YOUR GOAL — For each line below, write it out exactly as it appears.

Saved entries:
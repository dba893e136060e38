//! Database connection parameters shared by the catalog and the renderer.

use serde::{Deserialize, Serialize};
use std::fmt;

/// PostGIS connection parameters, read once at startup.
#[derive(Clone, PartialEq, Eq, Serialize, Deserialize)]
pub struct ConnectionParams {
    pub host: String,
    pub dbname: String,
    pub user: String,
    pub password: String,
    pub port: u16,
}

impl Default for ConnectionParams {
    fn default() -> Self {
        Self {
            host: "localhost".to_string(),
            dbname: "postgres".to_string(),
            user: "postgres".to_string(),
            password: "postgres".to_string(),
            port: 5432,
        }
    }
}

impl ConnectionParams {
    /// libpq keyword/value connection string.
    ///
    /// Every value is single-quoted with `\` and `'` escaped, so configured
    /// values cannot introduce extra keywords.
    pub fn libpq_string(&self) -> String {
        format!(
            "host={} dbname={} user={} port={} password={}",
            quote_conninfo(&self.host),
            quote_conninfo(&self.dbname),
            quote_conninfo(&self.user),
            self.port,
            quote_conninfo(&self.password),
        )
    }
}

impl fmt::Debug for ConnectionParams {
    fn fmt(&self, f: &mut fmt::Formatter<'_>) -> fmt::Result {
        f.debug_struct("ConnectionParams")
            .field("host", &self.host)
            .field("dbname", &self.dbname)
            .field("user", &self.user)
            .field("password", &"***")
            .field("port", &self.port)
            .finish()
    }
}

/// Quote a value for a libpq / GDAL `key='value'` string.
pub fn quote_conninfo(value: &str) -> String {
    let mut out = String::with_capacity(value.len() + 2);
    out.push('\'');
    for c in value.chars() {
        if c == '\\' || c == '\'' {
            out.push('\\');
        }
        out.push(c);
    }
    out.push('\'');
    out
}

#[cfg(test)]
mod tests {
    use super::*;

    #[test]
    fn test_libpq_string() {
        let params = ConnectionParams {
            host: "db.local".into(),
            dbname: "gis".into(),
            user: "reader".into(),
            password: "it's secret".into(),
            port: 5433,
        };
        assert_eq!(
            params.libpq_string(),
            r"host='db.local' dbname='gis' user='reader' port=5433 password='it\'s secret'"
        );
    }

    #[test]
    fn test_debug_hides_password() {
        let rendered = format!("{:?}", ConnectionParams::default());
        assert!(rendered.contains(r#"password: "***""#));
        assert!(rendered.contains(r#"user: "postgres""#));
    }
}
//! Error types for pg-wms services.

use thiserror::Error;

/// Result type alias using WmsError.
pub type WmsResult<T> = Result<T, WmsError>;

/// Primary error type for WMS operations.
#[derive(Debug, Error)]
pub enum WmsError {
    // === WMS Protocol Errors ===
    #[error("Missing required parameter: {0}")]
    MissingParameter(String),

    #[error("Invalid parameter value for '{param}': {message}")]
    InvalidParameter { param: String, message: String },

    #[error("Layer not found: {0}")]
    LayerNotFound(String),

    #[error("Requested format not supported: {0}")]
    UnsupportedFormat(String),

    // === Map Construction Errors ===
    #[error("No spatial field found on '{table}'{}", field.as_ref().map(|f| format!(" (requested field '{}')", f)).unwrap_or_default())]
    NoSpatialFieldFound {
        table: String,
        field: Option<String>,
    },

    #[error("Duplicate layer name: {0}")]
    DuplicateLayerName(String),

    #[error("Misconfigured map: {0}")]
    MisconfiguredMap(String),

    // === Infrastructure Errors ===
    #[error("Database error: {0}")]
    DatabaseError(String),

    #[error("Rendering failed: {0}")]
    RenderError(String),

    #[error("Internal server error: {0}")]
    InternalError(String),
}

impl WmsError {
    /// Get the OGC WMS exception code for this error.
    pub fn wms_exception_code(&self) -> &'static str {
        match self {
            WmsError::MissingParameter(_) => "MissingParameterValue",
            WmsError::InvalidParameter { .. } => "InvalidParameterValue",
            WmsError::LayerNotFound(_) => "LayerNotDefined",
            WmsError::UnsupportedFormat(_) => "InvalidFormat",
            _ => "NoApplicableCode",
        }
    }

    /// Get the HTTP status code for this error.
    pub fn http_status_code(&self) -> u16 {
        match self {
            WmsError::MissingParameter(_)
            | WmsError::InvalidParameter { .. }
            | WmsError::UnsupportedFormat(_) => 400,

            WmsError::LayerNotFound(_) => 404,

            WmsError::RenderError(_) => 502,

            _ => 500,
        }
    }

    /// Shorthand for an `InvalidParameter` error.
    pub fn invalid_parameter(param: impl Into<String>, message: impl Into<String>) -> Self {
        WmsError::InvalidParameter {
            param: param.into(),
            message: message.into(),
        }
    }
}

// Conversion from common error types
impl From<std::io::Error> for WmsError {
    fn from(err: std::io::Error) -> Self {
        WmsError::InternalError(err.to_string())
    }
}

YOUR RESPONSE —
repository dba893e136060e38
//! Database connection parameters shared by the catalog and the renderer.

use serde::{Deserialize, Serialize};
use std::fmt;

/// PostGIS connection parameters, read once at startup.
#[derive(Clone, PartialEq, Eq, Serialize, Deserialize)]
pub struct ConnectionParams {
    pub host: String,
    pub dbname: String,
    pub user: String,
    pub password: String,
    pub port: u16,
}

impl Default for ConnectionParams {
    fn default() -> Self {
        Self {
            host: "localhost".to_string(),
            dbname: "postgres".to_string(),
            user: "postgres".to_string(),
            password: "postgres".to_string(),
            port: 5432,
        }
    }
}

impl ConnectionParams {
    /// libpq keyword/value connection string.
    ///
    /// Every value is single-quoted with `\` and `'` escaped, so configured
    /// values cannot introduce extra keywords.
    pub fn libpq_string(&self) -> String {
        format!(
            "host={} dbname={} user={} port={} password={}",
            quote_conninfo(&self.host),
            quote_conninfo(&self.dbname),
            quote_conninfo(&self.user),
            self.port,
            quote_conninfo(&self.password),
        )
    }
}

impl fmt::Debug for ConnectionParams {
    fn fmt(&self, f: &mut fmt::Formatter<'_>) -> fmt::Result {
        f.debug_struct("ConnectionParams")
            .field("host", &self.host)
            .field("dbname", &self.dbname)
            .field("user", &self.user)
            .field("password", &"***")
            .field("port", &self.port)
            .finish()
    }
}

/// Quote a value for a libpq / GDAL `key='value'` string.
pub fn quote_conninfo(value: &str) -> String {
    let mut out = String::with_capacity(value.len() + 2);
    out.push('\'');
    for c in value.chars() {
        if c == '\\' || c == '\'' {
            out.push('\\');
        }
        out.push(c);
    }
    out.push('\'');
    out
}

#[cfg(test)]
mod tests {
    use super::*;

    #[test]
    fn test_libpq_string() {
        let params = ConnectionParams {
            host: "db.local".into(),
            dbname: "gis".into(),
            user: "reader".into(),
            password: "it's secret".into(),
            port: 5433,
        };
        assert_eq!(
            params.libpq_string(),
            r"host='db.local' dbname='gis' user='reader' port=5433 password='it\'s secret'"
        );
    }

    #[test]
    fn test_debug_hides_password() {
        let rendered = format!("{:?}", ConnectionParams::default());
        assert!(rendered.contains(r#"password: "***""#));
        assert!(rendered.contains(r#"user: "postgres""#));
    }
}
//! Error types for pg-wms services.

use thiserror::Error;

/// Result type alias using WmsError.
pub type WmsResult<T> = Result<T, WmsError>;

/// Primary error type for WMS operations.
#[derive(Debug, Error)]
pub enum WmsError {
    // === WMS Protocol Errors ===
    #[error("Missing required parameter: {0}")]
    MissingParameter(String),

    #[error("Invalid parameter value for '{param}': {message}")]
    InvalidParameter { param: String, message: String },

    #[error("Layer not found: {0}")]
    LayerNotFound(String),

    #[error("Requested format not supported: {0}")]
    UnsupportedFormat(String),

    // === Map Construction Errors ===
    #[error("No spatial field found on '{table}'{}", field.as_ref().map(|f| format!(" (requested field '{}')", f)).unwrap_or_default())]
    NoSpatialFieldFound {
        table: String,
        field: Option<String>,
    },

    #[error("Duplicate layer name: {0}")]
    DuplicateLayerName(String),

    #[error("Misconfigured map: {0}")]
    MisconfiguredMap(String),

    // === Infrastructure Errors ===
    #[error("Database error: {0}")]
    DatabaseError(String),

    #[error("Rendering failed: {0}")]
    RenderError(String),

    #[error("Internal server error: {0}")]
    InternalError(String),
}

impl WmsError {
    /// Get the OGC WMS exception code for this error.
    pub fn wms_exception_code(&self) -> &'static str {
        match self {
            WmsError::MissingParameter(_) => "MissingParameterValue",
            WmsError::InvalidParameter { .. } => "InvalidParameterValue",
            WmsError::LayerNotFound(_) => "LayerNotDefined",
            WmsError::UnsupportedFormat(_) => "InvalidFormat",
            _ => "NoApplicableCode",
        }
    }

    /// Get the HTTP status code for this error.
    pub fn http_status_code(&self) -> u16 {
        match self {
            WmsError::MissingParameter(_)
            | WmsError::InvalidParameter { .. }
            | WmsError::UnsupportedFormat(_) => 400,

            WmsError::LayerNotFound(_) => 404,

            WmsError::RenderError(_) => 502,

            _ => 500,
        }
    }

    /// Shorthand for an `InvalidParameter` error.
    pub fn invalid_parameter(param: impl Into<String>, message: impl Into<String>) -> Self {
        WmsError::InvalidParameter {
            param: param.into(),
            message: message.into(),
        }
    }
}

// Conversion from common error types
impl From<std::io::Error> for WmsError {
    fn from(err: std::io::Error) -> Self {
        WmsError::InternalError(err.to_string())
    }
}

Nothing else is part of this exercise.